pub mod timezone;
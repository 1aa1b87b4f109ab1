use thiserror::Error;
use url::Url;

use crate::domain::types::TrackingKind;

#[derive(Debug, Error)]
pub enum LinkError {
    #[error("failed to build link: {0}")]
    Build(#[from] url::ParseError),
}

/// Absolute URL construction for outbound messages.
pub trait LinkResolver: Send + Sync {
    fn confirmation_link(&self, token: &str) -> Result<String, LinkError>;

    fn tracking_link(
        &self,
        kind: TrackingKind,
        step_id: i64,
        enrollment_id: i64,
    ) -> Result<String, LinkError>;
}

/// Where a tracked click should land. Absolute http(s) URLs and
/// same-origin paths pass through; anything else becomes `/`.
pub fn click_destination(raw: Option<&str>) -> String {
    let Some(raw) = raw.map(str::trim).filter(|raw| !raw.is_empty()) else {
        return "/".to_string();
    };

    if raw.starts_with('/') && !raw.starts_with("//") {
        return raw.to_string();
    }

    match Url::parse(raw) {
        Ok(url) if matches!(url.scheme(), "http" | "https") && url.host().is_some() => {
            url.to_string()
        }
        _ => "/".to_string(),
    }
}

.....

◆ PROBLEM TO SOLVE: Your answer should be all of the records, transcribed exactly.

◆ YOUR RESPONSE:
pub mod timezone;
repository 1aa1b87b4f109ab1
use thiserror::Error;
use url::Url;

use crate::domain::types::TrackingKind;

#[derive(Debug, Error)]
pub enum LinkError {
    #[error("failed to build link: {0}")]
    Build(#[from] url::ParseError),
}

/// Absolute URL construction for outbound messages.
pub trait LinkResolver: Send + Sync {
    fn confirmation_link(&self, token: &str) -> Result<String, LinkError>;

    fn tracking_link(
        &self,
        kind: TrackingKind,
        step_id: i64,
        enrollment_id: i64,
    ) -> Result<String, LinkError>;
}

/// Where a tracked click should land. Absolute http(s) URLs and
/// same-origin paths pass through; anything else becomes `/`.
pub fn click_destination(raw: Option<&str>) -> String {
    let Some(raw) = raw.map(str::trim).filter(|raw| !raw.is_empty()) else {
        return "/".to_string();
    };

    if raw.starts_with('/') && !raw.starts_with("//") {
        return raw.to_string();
    }

    match Url::parse(raw) {
        Ok(url) if matches!(url.scheme(), "http" | "https") && url.host().is_some() => {
            url.to_string()
        }
        _ => "/".to_string(),
    }
}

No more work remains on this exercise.